I’d be more careful from now on.
THE TENTH TIME I kissed Leaf, he kissed me back. We were in the meadow behind the Bell farm and his thin lips were tender and arrogant, exactly, exactly how I thought they would be, exactly how I wanted them to be, he pulled away and groaned against my cheek and that dark, empty part in my chest where my heart had never been, it started beating, beating, beating and I felt joy, red and dripping. He picked me up and turned me over so my back pressed into the grass and the bright little wildflowers, and my fresh new heart faced the sky.
Leaf had a low, growly kind of voice. I saw him singing once. Back before the Blue Twist River flooding, back before DeeDee, he must have been fourteen or fifteen, but not younger, because his voice had changed, and gotten deep. I saw him singing in the forest, I was out there by myself because being better than everyone at everything is really fucking tiresome, and sometimes I have to run off into the woods for a while and pretend no one else exists.
He was standing alone in a little clearing, snow-covered ground and crisp blue winter sky.
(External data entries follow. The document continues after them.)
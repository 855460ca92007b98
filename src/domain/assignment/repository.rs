//! Pack assignment repository interface

use async_trait::async_trait;
use chrono::{DateTime, NaiveDateTime, Utc};

use super::model::{
    AssignmentPlan, AssignmentStatus, CancellationOutcome, MaterializedAssignment, PackAssignment,
    WeeklySlot,
};
use crate::domain::DomainResult;

#[async_trait]
pub trait AssignmentRepository: Send + Sync {
    /// Persist an assignment with its slots, reservations and monthly dues
    /// in one transaction.
    ///
    /// Conflicts are scanned again inside the transaction; any conflict
    /// aborts with `DomainError::ScheduleConflict` and nothing is written.
    async fn materialize(&self, plan: &AssignmentPlan) -> DomainResult<MaterializedAssignment>;

    async fn find_by_id(&self, id: i32) -> DomainResult<Option<PackAssignment>>;

    async fn find_slots(&self, assignment_id: i32) -> DomainResult<Vec<WeeklySlot>>;

    /// Newest first
    async fn find_all(
        &self,
        user_id: Option<i32>,
        status: Option<AssignmentStatus>,
    ) -> DomainResult<Vec<PackAssignment>>;

    /// Cancel the assignment and release its future reservations and empty
    /// months in one transaction. `now` is the local wall-clock time used to
    /// decide which reservations are still ahead.
    async fn cancel(
        &self,
        id: i32,
        now: NaiveDateTime,
        at: DateTime<Utc>,
    ) -> DomainResult<CancellationOutcome>;
}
His chest was puffed out and his head was thrown back and he was singing, just singing at the top of his lungs, some melancholy tune I’d never heard before. It sounded ancient, sung in his gravelly voice, old stone mountains and ice-cold lakes. His breath fogged up in the air and I’d never heard or seen anything half so fucking beautiful. He didn’t see me, or pretended he didn’t. He just kept singing.
I wasn’t built for missing things, I was built for winning and getting what I wanted and not for trying to be better, not for trying to be the best version of myself, it wasn’t working anyway, god, it wasn’t working at all.
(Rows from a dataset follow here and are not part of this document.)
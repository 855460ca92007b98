//! Reservation aggregate
//!
//! Contains the Reservation entity, its lifecycle, and repository interface.

pub mod model;
pub mod repository;

pub use model::{NewReservation, Reservation, ReservationFilter, ReservationStatus};
pub use repository::ReservationRepository;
I had Midnight eating out of the palm of my hand, it was all so easy, so ridiculously easy. I was barely trying. He thought he was going to betray me, as if I’d let him, as if he had the cunning, what a notion, as if, as if.
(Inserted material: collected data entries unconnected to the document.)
//! Pack assignment entities and planning
//!
//! An assignment binds a pack to a professional with a set of weekly slots.
//! Planning turns the request into concrete reservations and ledger rows;
//! cancellation releases future bookings and unbilled months.

use std::collections::HashSet;
use std::str::FromStr;

use chrono::{DateTime, NaiveDate, NaiveDateTime, Utc};

use crate::domain::pack::PackDefinition;
use crate::domain::payment::{
    plan_monthly_dues, BillingMonth, DuePlan, MonthlyPaymentDue, PaymentStatus,
};
use crate::domain::reservation::{NewReservation, Reservation, ReservationStatus};
use crate::domain::schedule::{
    ensure_patterns_disjoint, expand, weekday_index, DateRange, ExpandedSlot, SlotPattern,
    TimeRange,
};
use crate::domain::{DomainError, DomainResult};

/// Assignment status
#[derive(Debug, Clone, Copy, PartialEq, Eq, Hash)]
pub enum AssignmentStatus {
    Active,
    Cancelled,
}

impl AssignmentStatus {
    pub fn as_str(&self) -> &'static str {
        match self {
            Self::Active => "ACTIVE",
            Self::Cancelled => "CANCELLED",
        }
    }

    pub fn can_transition_to(&self, next: AssignmentStatus) -> bool {
        matches!((self, next), (Self::Active, Self::Cancelled))
    }
}

impl std::fmt::Display for AssignmentStatus {
    fn fmt(&self, f: &mut std::fmt::Formatter<'_>) -> std::fmt::Result {
        write!(f, "{}", self.as_str())
    }
}

impl FromStr for AssignmentStatus {
    type Err = DomainError;

    fn from_str(s: &str) -> Result<Self, Self::Err> {
        match s.to_ascii_uppercase().as_str() {
            "ACTIVE" => Ok(Self::Active),
            "CANCELLED" => Ok(Self::Cancelled),
            other => Err(DomainError::Validation(format!(
                "unknown assignment status '{}'",
                other
            ))),
        }
    }
}

/// Persisted weekly slot of an assignment. Immutable once created.
#[derive(Debug, Clone, PartialEq, Eq)]
pub struct WeeklySlot {
    pub id: i32,
    pub assignment_id: i32,
    /// 0–6, 0 = Sunday
    pub weekday: u8,
    pub range: TimeRange,
    pub room_id: i32,
}

impl WeeklySlot {
    pub fn pattern(&self) -> DomainResult<SlotPattern> {
        SlotPattern::new(self.weekday, self.range, self.room_id)
    }
}

/// A pack granted to a professional
#[derive(Debug, Clone, PartialEq, Eq)]
pub struct PackAssignment {
    pub id: i32,
    pub pack_id: i32,
    pub user_id: i32,
    pub status: AssignmentStatus,
    pub recurring: bool,
    pub date_from: NaiveDate,
    pub deadline: NaiveDate,
    pub created_at: DateTime<Utc>,
    pub cancelled_at: Option<DateTime<Utc>>,
}

impl PackAssignment {
    pub fn is_active(&self) -> bool {
        self.status == AssignmentStatus::Active
    }

    pub fn cancel(&mut self, at: DateTime<Utc>) -> DomainResult<()> {
        if !self.status.can_transition_to(AssignmentStatus::Cancelled) {
            return Err(DomainError::InvalidTransition {
                entity: "pack assignment",
                from: self.status.to_string(),
                to: AssignmentStatus::Cancelled.to_string(),
            });
        }
        self.status = AssignmentStatus::Cancelled;
        self.cancelled_at = Some(at);
        Ok(())
    }
}

/// Validated, fully expanded assignment request ready to persist.
#[derive(Debug, Clone, PartialEq, Eq)]
pub struct AssignmentPlan {
    pub pack_id: i32,
    pub user_id: i32,
    pub recurring: bool,
    pub range: DateRange,
    pub patterns: Vec<SlotPattern>,
    /// Chronological occurrences, one reservation each
    pub slots: Vec<ExpandedSlot>,
    pub dues: Vec<DuePlan>,
}

impl AssignmentPlan {
    /// Expand `patterns` over `range` and split the pack price by month.
    ///
    /// Non-recurring packs with included hours keep only the first
    /// occurrences that fit within those hours.
    pub fn build(
        pack: &PackDefinition,
        user_id: i32,
        recurring: bool,
        range: DateRange,
        patterns: Vec<SlotPattern>,
    ) -> DomainResult<Self> {
        pack.ensure_assignable()?;
        if patterns.is_empty() {
            return Err(DomainError::validation("at least one weekly slot is required"));
        }
        ensure_patterns_disjoint(&patterns)?;

        let mut slots = expand(&patterns, range);
        if !recurring {
            if let Some(limit) = pack.included_minutes() {
                slots = cap_to_minutes(slots, limit);
            }
        }
        if slots.is_empty() {
            return Err(DomainError::Validation(format!(
                "no occurrences of the requested weekdays between {} and {}",
                range.from(),
                range.to()
            )));
        }

        let dates: Vec<NaiveDate> = slots.iter().map(|s| s.date).collect();
        let dues = plan_monthly_dues(&dates, pack.price);

        Ok(Self {
            pack_id: pack.id,
            user_id,
            recurring,
            range,
            patterns,
            slots,
            dues,
        })
    }

    /// Date the assignment runs until: the deadline for recurring packs,
    /// the last booked occurrence for one-off packs.
    pub fn last_date(&self) -> NaiveDate {
        if self.recurring {
            return self.range.to();
        }
        self.slots.last().map_or(self.range.to(), |s| s.date)
    }

    /// Reservation rows for this plan, held by the assigned professional.
    pub fn reservations(&self, assignment_id: i32) -> Vec<NewReservation> {
        self.slots
            .iter()
            .map(|slot| NewReservation {
                room_id: slot.room_id,
                professional_id: self.user_id,
                date: slot.date,
                range: slot.range,
                status: ReservationStatus::Confirmed,
                payment_status: PaymentStatus::PendingPayment,
                pack_assignment_id: Some(assignment_id),
                notes: None,
            })
            .collect()
    }

    pub fn weekly_slots(&self, assignment_id: i32) -> Vec<WeeklySlot> {
        self.patterns
            .iter()
            .map(|p| WeeklySlot {
                id: 0,
                assignment_id,
                weekday: weekday_index(p.weekday),
                range: p.range,
                room_id: p.room_id,
            })
            .collect()
    }
}

fn cap_to_minutes(slots: Vec<ExpandedSlot>, limit: i64) -> Vec<ExpandedSlot> {
    let mut used = 0;
    slots
        .into_iter()
        .take_while(|slot| {
            used += slot.range.duration_minutes();
            used <= limit
        })
        .collect()
}

/// Everything written by a successful assignment.
#[derive(Debug, Clone)]
pub struct MaterializedAssignment {
    pub assignment: PackAssignment,
    pub slots: Vec<WeeklySlot>,
    pub reservations_generated: usize,
    pub payments: Vec<MonthlyPaymentDue>,
}

/// IDs of rows changed by a cancellation.
#[derive(Debug, Clone, Default, PartialEq, Eq)]
pub struct CancellationEffects {
    pub reservations: Vec<i32>,
    pub payments: Vec<i32>,
}

/// Cancel `assignment` and release what it still holds.
///
/// Future pending or confirmed reservations are cancelled; past, completed
/// and paid-for history stays. Pending dues whose month keeps no live
/// reservation are cancelled too. Paid dues are never touched.
pub fn cancel_assignment(
    assignment: &mut PackAssignment,
    reservations: &mut [Reservation],
    dues: &mut [MonthlyPaymentDue],
    now: NaiveDateTime,
    at: DateTime<Utc>,
) -> DomainResult<CancellationEffects> {
    assignment.cancel(at)?;

    let mut effects = CancellationEffects::default();
    for reservation in reservations.iter_mut() {
        let releasable = matches!(
            reservation.status,
            ReservationStatus::Pending | ReservationStatus::Confirmed
        );
        if releasable && reservation.is_future(now) {
            reservation.transition_to(ReservationStatus::Cancelled, at)?;
            effects.reservations.push(reservation.id);
        }
    }

    let live_months: HashSet<BillingMonth> = reservations
        .iter()
        .filter(|r| r.status.blocks_room())
        .map(|r| BillingMonth::of(r.date))
        .collect();
    for due in dues.iter_mut() {
        if due.status == PaymentStatus::PendingPayment && !live_months.contains(&due.month) {
            due.cancel(at)?;
            effects.payments.push(due.id);
        }
    }

    Ok(effects)
}

/// Result of cancelling an assignment.
#[derive(Debug, Clone)]
pub struct CancellationOutcome {
    pub assignment: PackAssignment,
    pub reservations_cancelled: usize,
    pub payments_cancelled: usize,
}

// ── Tests ──────────────────────────────────────────────────────

#[cfg(test)]
mod tests {
    use super::*;

    const PENDING: PaymentStatus = PaymentStatus::PendingPayment;

    fn date(s: &str) -> NaiveDate {
        NaiveDate::parse_from_str(s, "%Y-%m-%d").unwrap()
    }

    fn pack(hours: i32, price: i64) -> PackDefinition {
        let mut p = PackDefinition::new("Pack", None, hours, price, "CLP");
        p.id = 5;
        p
    }

    fn monday_nine_to_ten() -> Vec<SlotPattern> {
        vec![SlotPattern::new(1, TimeRange::parse("09:00", "10:00").unwrap(), 1).unwrap()]
    }

    fn assignment() -> PackAssignment {
        PackAssignment {
            id: 9,
            pack_id: 5,
            user_id: 2,
            status: AssignmentStatus::Active,
            recurring: true,
            date_from: date("2025-09-01"),
            deadline: date("2025-10-31"),
            created_at: Utc::now(),
            cancelled_at: None,
        }
    }

    fn reservation(
        id: i32,
        d: &str,
        status: ReservationStatus,
        payment: PaymentStatus,
    ) -> Reservation {
        Reservation {
            id,
            room_id: 1,
            professional_id: 2,
            date: date(d),
            range: TimeRange::parse("09:00", "10:00").unwrap(),
            status,
            payment_status: payment,
            pack_assignment_id: Some(9),
            notes: None,
            created_at: Utc::now(),
            updated_at: Utc::now(),
        }
    }

    fn due(id: i32, month: u32, status: PaymentStatus) -> MonthlyPaymentDue {
        MonthlyPaymentDue {
            id,
            assignment_id: 9,
            user_id: 2,
            month: BillingMonth::new(2025, month).unwrap(),
            amount_due: 100,
            amount_paid: if status == PaymentStatus::Paid { 100 } else { 0 },
            amount_refunded: 0,
            status,
            due_date: date("2025-09-01"),
            paid_at: None,
            created_at: Utc::now(),
            updated_at: Utc::now(),
        }
    }

    #[test]
    fn test_plan_five_mondays_one_month() {
        let range = DateRange::new(date("2025-09-01"), date("2025-09-30")).unwrap();
        let plan = AssignmentPlan::build(&pack(0, 50_000), 2, true, range, monday_nine_to_ten())
            .unwrap();
        assert_eq!(plan.slots.len(), 5);
        assert_eq!(plan.dues.len(), 1);
        assert_eq!(plan.dues[0].amount_due, 50_000);
        assert_eq!(plan.dues[0].due_date, date("2025-09-01"));

        let rows = plan.reservations(9);
        assert!(rows.iter().all(|r| r.pack_assignment_id == Some(9)
            && r.status == ReservationStatus::Confirmed
            && r.payment_status == PaymentStatus::PendingPayment
            && r.professional_id == 2));
        assert_eq!(plan.weekly_slots(9)[0].weekday, 1);
    }

    #[test]
    fn test_plan_dues_sum_to_price_across_months() {
        let range = DateRange::new(date("2025-09-01"), date("2025-11-30")).unwrap();
        let plan =
            AssignmentPlan::build(&pack(0, 100_001), 2, true, range, monday_nine_to_ten())
                .unwrap();
        assert_eq!(plan.dues.len(), 3);
        assert_eq!(plan.dues.iter().map(|d| d.amount_due).sum::<i64>(), 100_001);
    }

    #[test]
    fn test_non_recurring_pack_is_capped_by_hours() {
        let range = DateRange::new(date("2025-09-01"), date("2025-11-30")).unwrap();
        let plan = AssignmentPlan::build(&pack(3, 900), 2, false, range, monday_nine_to_ten())
            .unwrap();
        assert_eq!(plan.slots.len(), 3);
        assert_eq!(plan.last_date(), date("2025-09-15"));
        assert_eq!(plan.dues.len(), 1);

        let recurring =
            AssignmentPlan::build(&pack(3, 900), 2, true, range, monday_nine_to_ten())
                .unwrap();
        assert_eq!(recurring.slots.len(), 13);
        assert_eq!(recurring.last_date(), date("2025-11-30"));
    }

    #[test]
    fn test_plan_rejects_empty_and_inactive() {
        let range = DateRange::new(date("2025-09-02"), date("2025-09-07")).unwrap();
        let empty = AssignmentPlan::build(&pack(0, 1), 2, true, range, monday_nine_to_ten());
        assert!(empty.is_err());
        assert!(AssignmentPlan::build(&pack(0, 1), 2, true, range, vec![]).is_err());

        let mut inactive = pack(0, 1);
        inactive.deactivate();
        let range = DateRange::new(date("2025-09-01"), date("2025-09-30")).unwrap();
        assert!(AssignmentPlan::build(&inactive, 2, true, range, monday_nine_to_ten()).is_err());
    }

    #[test]
    fn test_cancel_releases_future_only() {
        let mut a = assignment();
        let mut rows = vec![
            reservation(1, "2025-09-01", ReservationStatus::Completed, PaymentStatus::Paid),
            reservation(2, "2025-09-15", ReservationStatus::Confirmed, PENDING),
            reservation(3, "2025-10-06", ReservationStatus::Confirmed, PENDING),
        ];
        let mut dues = vec![due(1, 9, PENDING), due(2, 10, PENDING)];
        let now = date("2025-09-10").and_hms_opt(12, 0, 0).unwrap();

        let effects = cancel_assignment(&mut a, &mut rows, &mut dues, now, Utc::now()).unwrap();
        assert_eq!(a.status, AssignmentStatus::Cancelled);
        assert!(a.cancelled_at.is_some());
        assert_eq!(effects.reservations, vec![2, 3]);
        assert_eq!(rows[0].status, ReservationStatus::Completed);
        assert_eq!(rows[1].payment_status, PaymentStatus::Cancelled);
        // September keeps the completed session, October is empty now.
        assert_eq!(effects.payments, vec![2]);
        assert_eq!(dues[0].status, PaymentStatus::PendingPayment);
        assert_eq!(dues[1].status, PaymentStatus::Cancelled);
    }

    #[test]
    fn test_cancel_keeps_paid_months() {
        let mut a = assignment();
        let mut rows = vec![reservation(
            1,
            "2025-10-06",
            ReservationStatus::Confirmed,
            PaymentStatus::Paid,
        )];
        let mut dues = vec![due(1, 10, PaymentStatus::Paid)];
        let now = date("2025-09-10").and_hms_opt(0, 0, 0).unwrap();

        let effects = cancel_assignment(&mut a, &mut rows, &mut dues, now, Utc::now()).unwrap();
        assert_eq!(effects.reservations, vec![1]);
        assert_eq!(rows[0].payment_status, PaymentStatus::Paid);
        assert!(effects.payments.is_empty());
        assert_eq!(dues[0].status, PaymentStatus::Paid);
    }

    #[test]
    fn test_cancel_twice_is_a_state_error() {
        let mut a = assignment();
        let now = date("2025-09-10").and_hms_opt(0, 0, 0).unwrap();
        cancel_assignment(&mut a, &mut [], &mut [], now, Utc::now()).unwrap();
        let err = cancel_assignment(&mut a, &mut [], &mut [], now, Utc::now()).unwrap_err();
        assert!(matches!(err, DomainError::InvalidTransition { .. }));
    }

    #[test]
    fn test_status_parse() {
        assert_eq!("ACTIVE".parse::<AssignmentStatus>().unwrap(), AssignmentStatus::Active);
        assert_eq!("cancelled".parse::<AssignmentStatus>().unwrap(), AssignmentStatus::Cancelled);
        assert!("PAUSED".parse::<AssignmentStatus>().is_err());
    }
}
This is how far I’ll go, this is how far I’m willing to go.
WINK AND I walked through black trees to the Roman Luck house. It was ten thirty, maybe a quarter to eleven. I told Poppy I would show up at eleven thirty, and Wink and I needed to beat her there.
I shined the flashlight on the sagging porch.
I didn’t like going in the Roman Luck house in the broad summer daylight. No one did. And now, in the dark . . .
The trees seemed to be watching us, watching me and Wink, all their rustling leaves like little eyes, blinking.
Maybe this was a bad idea.
Maybe this wasn’t what Thief would do.
But then, Thief had a sword.
All I had was an abandoned house.
Wink’s fingers crawled into mine. She squeezed. “You’re the hero, Midnight.”
We walked up the worn wooden steps together.
I turned the cold glass doorknob, and shoved.
The floor creaked as I stepped on it, just like the floors did in my own house. And it made me feel better. We walked down the narrow hallway, framed photographs still on the walls, fuzzy in the dim light, the faces of strangers, the faces of the people Roman Luck had run away from.
We ignored the dining room on our right, dusty table and chairs and a dirty plate that sat alone on one end, still untouched by everyone somehow, cops and kids alike.
The music room was next, on the left.
There were scurrying sounds coming from the corners. I ran my hand down the wall, and felt the velvet flowered wallpaper pucker under my palm. The faded red curtains were pushed back, floor to ceiling, framing the jagged edges of the broken bay window.